- [PROBLEM DESCRIPTION] Work out how many lines in the data below include "AtomicBool", then reply with that number only.

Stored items

▽

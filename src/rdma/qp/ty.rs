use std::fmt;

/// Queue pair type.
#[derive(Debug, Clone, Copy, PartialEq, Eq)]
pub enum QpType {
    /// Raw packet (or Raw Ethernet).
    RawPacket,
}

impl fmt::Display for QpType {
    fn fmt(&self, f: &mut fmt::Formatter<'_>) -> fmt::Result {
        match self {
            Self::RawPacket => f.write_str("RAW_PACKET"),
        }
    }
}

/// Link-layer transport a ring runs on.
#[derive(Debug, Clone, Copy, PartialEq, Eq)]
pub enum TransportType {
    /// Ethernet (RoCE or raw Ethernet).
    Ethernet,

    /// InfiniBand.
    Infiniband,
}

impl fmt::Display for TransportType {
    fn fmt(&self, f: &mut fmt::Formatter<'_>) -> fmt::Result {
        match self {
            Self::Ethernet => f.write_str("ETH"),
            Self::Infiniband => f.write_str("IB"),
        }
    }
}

△
▽

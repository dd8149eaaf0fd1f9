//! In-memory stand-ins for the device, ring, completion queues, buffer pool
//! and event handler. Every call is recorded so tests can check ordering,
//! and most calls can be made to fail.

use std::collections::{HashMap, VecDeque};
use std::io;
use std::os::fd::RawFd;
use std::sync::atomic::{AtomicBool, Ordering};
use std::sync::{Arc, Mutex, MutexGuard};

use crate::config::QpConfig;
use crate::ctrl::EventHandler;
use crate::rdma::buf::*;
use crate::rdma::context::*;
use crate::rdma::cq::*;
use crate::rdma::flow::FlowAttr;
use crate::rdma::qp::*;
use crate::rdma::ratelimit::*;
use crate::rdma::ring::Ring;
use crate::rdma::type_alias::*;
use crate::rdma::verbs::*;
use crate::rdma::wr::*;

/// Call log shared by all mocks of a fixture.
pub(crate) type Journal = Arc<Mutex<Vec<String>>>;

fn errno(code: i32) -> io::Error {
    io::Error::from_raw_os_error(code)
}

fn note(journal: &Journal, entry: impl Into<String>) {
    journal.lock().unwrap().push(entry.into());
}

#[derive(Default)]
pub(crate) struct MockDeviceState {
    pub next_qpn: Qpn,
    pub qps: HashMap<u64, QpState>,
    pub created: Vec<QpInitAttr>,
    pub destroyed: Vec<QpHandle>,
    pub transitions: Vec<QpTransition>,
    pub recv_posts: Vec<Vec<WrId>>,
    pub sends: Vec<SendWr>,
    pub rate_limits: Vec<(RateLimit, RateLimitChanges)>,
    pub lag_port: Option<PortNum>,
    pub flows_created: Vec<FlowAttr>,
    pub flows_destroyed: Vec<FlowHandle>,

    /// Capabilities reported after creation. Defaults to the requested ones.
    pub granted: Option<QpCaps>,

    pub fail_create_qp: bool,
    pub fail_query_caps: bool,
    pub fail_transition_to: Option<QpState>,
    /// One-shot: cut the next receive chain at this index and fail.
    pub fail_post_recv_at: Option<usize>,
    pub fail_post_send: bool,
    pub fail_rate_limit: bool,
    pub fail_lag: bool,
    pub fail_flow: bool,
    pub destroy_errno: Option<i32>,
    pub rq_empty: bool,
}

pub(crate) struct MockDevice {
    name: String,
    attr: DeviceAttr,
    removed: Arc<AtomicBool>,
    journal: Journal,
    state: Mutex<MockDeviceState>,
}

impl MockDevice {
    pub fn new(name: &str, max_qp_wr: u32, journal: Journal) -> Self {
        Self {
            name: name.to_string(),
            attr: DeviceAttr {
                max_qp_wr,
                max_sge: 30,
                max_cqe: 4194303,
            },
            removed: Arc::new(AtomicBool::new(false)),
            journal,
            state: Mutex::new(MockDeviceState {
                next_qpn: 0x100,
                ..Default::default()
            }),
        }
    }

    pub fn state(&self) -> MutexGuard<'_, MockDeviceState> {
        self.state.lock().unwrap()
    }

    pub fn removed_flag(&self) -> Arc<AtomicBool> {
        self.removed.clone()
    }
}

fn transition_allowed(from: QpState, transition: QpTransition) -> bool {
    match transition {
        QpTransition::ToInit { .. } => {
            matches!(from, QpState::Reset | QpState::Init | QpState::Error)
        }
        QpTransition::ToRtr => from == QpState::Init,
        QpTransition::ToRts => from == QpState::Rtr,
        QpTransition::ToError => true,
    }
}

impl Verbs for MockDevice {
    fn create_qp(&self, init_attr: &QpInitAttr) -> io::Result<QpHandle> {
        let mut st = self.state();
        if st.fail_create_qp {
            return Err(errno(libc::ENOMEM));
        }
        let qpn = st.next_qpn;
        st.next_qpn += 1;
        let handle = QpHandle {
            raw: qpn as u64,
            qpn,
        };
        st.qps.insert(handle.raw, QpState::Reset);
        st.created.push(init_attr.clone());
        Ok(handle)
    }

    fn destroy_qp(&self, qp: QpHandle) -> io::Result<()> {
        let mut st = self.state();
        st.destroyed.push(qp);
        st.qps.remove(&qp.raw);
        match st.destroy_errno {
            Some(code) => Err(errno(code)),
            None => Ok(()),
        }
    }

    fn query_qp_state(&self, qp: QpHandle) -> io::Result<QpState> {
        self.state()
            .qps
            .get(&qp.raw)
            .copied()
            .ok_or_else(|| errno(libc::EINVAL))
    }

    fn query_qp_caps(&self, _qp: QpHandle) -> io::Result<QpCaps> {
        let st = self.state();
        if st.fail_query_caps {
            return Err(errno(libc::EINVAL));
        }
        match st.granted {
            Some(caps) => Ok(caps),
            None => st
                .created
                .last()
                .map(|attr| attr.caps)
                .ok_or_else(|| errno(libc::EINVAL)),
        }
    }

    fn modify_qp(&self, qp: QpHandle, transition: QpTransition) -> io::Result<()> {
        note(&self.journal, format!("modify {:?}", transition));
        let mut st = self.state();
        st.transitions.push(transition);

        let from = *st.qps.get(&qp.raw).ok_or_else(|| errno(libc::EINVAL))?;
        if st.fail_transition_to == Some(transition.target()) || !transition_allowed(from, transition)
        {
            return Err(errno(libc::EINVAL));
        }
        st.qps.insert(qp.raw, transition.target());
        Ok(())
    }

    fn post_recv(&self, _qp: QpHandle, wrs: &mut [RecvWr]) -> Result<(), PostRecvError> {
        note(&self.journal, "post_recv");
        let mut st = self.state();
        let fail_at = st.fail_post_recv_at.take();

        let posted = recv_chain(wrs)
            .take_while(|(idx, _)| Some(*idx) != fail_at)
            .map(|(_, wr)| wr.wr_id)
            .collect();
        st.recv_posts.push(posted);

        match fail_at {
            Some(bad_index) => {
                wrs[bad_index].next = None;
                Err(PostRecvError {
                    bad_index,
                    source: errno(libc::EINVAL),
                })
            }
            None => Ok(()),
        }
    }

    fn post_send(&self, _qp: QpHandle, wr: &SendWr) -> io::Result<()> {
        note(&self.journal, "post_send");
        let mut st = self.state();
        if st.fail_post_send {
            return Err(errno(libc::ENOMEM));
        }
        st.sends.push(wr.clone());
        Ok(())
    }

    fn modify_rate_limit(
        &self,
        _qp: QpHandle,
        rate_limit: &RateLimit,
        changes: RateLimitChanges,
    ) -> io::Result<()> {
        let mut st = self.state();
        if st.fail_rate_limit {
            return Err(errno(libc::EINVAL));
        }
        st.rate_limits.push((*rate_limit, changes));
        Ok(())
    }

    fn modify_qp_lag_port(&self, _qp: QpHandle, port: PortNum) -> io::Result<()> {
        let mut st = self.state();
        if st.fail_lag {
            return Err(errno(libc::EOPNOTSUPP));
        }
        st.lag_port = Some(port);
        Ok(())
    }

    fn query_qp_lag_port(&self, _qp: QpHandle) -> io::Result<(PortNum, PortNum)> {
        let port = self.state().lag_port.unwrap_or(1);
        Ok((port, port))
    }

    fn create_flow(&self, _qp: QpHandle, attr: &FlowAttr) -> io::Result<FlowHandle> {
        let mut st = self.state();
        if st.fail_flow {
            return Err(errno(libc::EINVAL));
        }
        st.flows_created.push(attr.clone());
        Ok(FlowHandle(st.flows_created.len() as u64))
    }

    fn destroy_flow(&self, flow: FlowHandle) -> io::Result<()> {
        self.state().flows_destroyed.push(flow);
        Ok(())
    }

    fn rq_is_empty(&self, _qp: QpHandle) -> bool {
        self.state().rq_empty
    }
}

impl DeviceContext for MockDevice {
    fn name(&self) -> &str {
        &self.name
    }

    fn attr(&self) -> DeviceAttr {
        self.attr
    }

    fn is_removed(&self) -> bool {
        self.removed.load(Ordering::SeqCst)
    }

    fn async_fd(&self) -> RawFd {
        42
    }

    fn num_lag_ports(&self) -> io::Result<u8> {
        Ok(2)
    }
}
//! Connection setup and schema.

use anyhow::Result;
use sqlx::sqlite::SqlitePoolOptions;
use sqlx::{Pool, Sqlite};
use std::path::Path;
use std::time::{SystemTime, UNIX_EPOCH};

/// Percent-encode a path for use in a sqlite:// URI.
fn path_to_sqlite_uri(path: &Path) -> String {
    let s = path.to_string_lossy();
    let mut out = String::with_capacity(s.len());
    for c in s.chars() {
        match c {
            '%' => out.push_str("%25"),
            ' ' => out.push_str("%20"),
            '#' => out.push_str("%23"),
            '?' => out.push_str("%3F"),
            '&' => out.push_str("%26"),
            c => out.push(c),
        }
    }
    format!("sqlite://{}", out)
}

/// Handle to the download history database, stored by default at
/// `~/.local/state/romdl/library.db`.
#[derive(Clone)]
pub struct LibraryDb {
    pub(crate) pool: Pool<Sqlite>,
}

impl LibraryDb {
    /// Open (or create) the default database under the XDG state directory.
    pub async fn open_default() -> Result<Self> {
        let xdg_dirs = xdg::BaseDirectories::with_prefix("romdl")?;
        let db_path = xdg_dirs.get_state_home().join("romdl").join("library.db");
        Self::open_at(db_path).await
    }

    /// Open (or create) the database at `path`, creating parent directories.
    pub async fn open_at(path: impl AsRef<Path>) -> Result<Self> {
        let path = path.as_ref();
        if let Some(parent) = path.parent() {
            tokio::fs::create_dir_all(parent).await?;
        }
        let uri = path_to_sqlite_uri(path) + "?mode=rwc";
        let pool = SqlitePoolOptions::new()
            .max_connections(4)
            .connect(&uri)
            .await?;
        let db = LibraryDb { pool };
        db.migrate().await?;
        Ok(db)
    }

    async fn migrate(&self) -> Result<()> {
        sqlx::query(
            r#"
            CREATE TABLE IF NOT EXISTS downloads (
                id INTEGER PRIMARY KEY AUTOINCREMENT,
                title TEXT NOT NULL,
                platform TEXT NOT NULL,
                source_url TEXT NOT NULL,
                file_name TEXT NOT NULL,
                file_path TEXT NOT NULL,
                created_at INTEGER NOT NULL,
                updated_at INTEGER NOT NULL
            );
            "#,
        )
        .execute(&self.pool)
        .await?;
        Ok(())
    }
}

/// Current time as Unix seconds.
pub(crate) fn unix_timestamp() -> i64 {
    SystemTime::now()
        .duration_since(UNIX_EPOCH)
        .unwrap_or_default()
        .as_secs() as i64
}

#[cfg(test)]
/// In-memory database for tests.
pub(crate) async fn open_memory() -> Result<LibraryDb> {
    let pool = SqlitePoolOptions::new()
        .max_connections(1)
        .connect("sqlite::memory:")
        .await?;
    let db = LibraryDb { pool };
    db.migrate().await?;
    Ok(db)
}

△

- [ANSWER SPACE] 4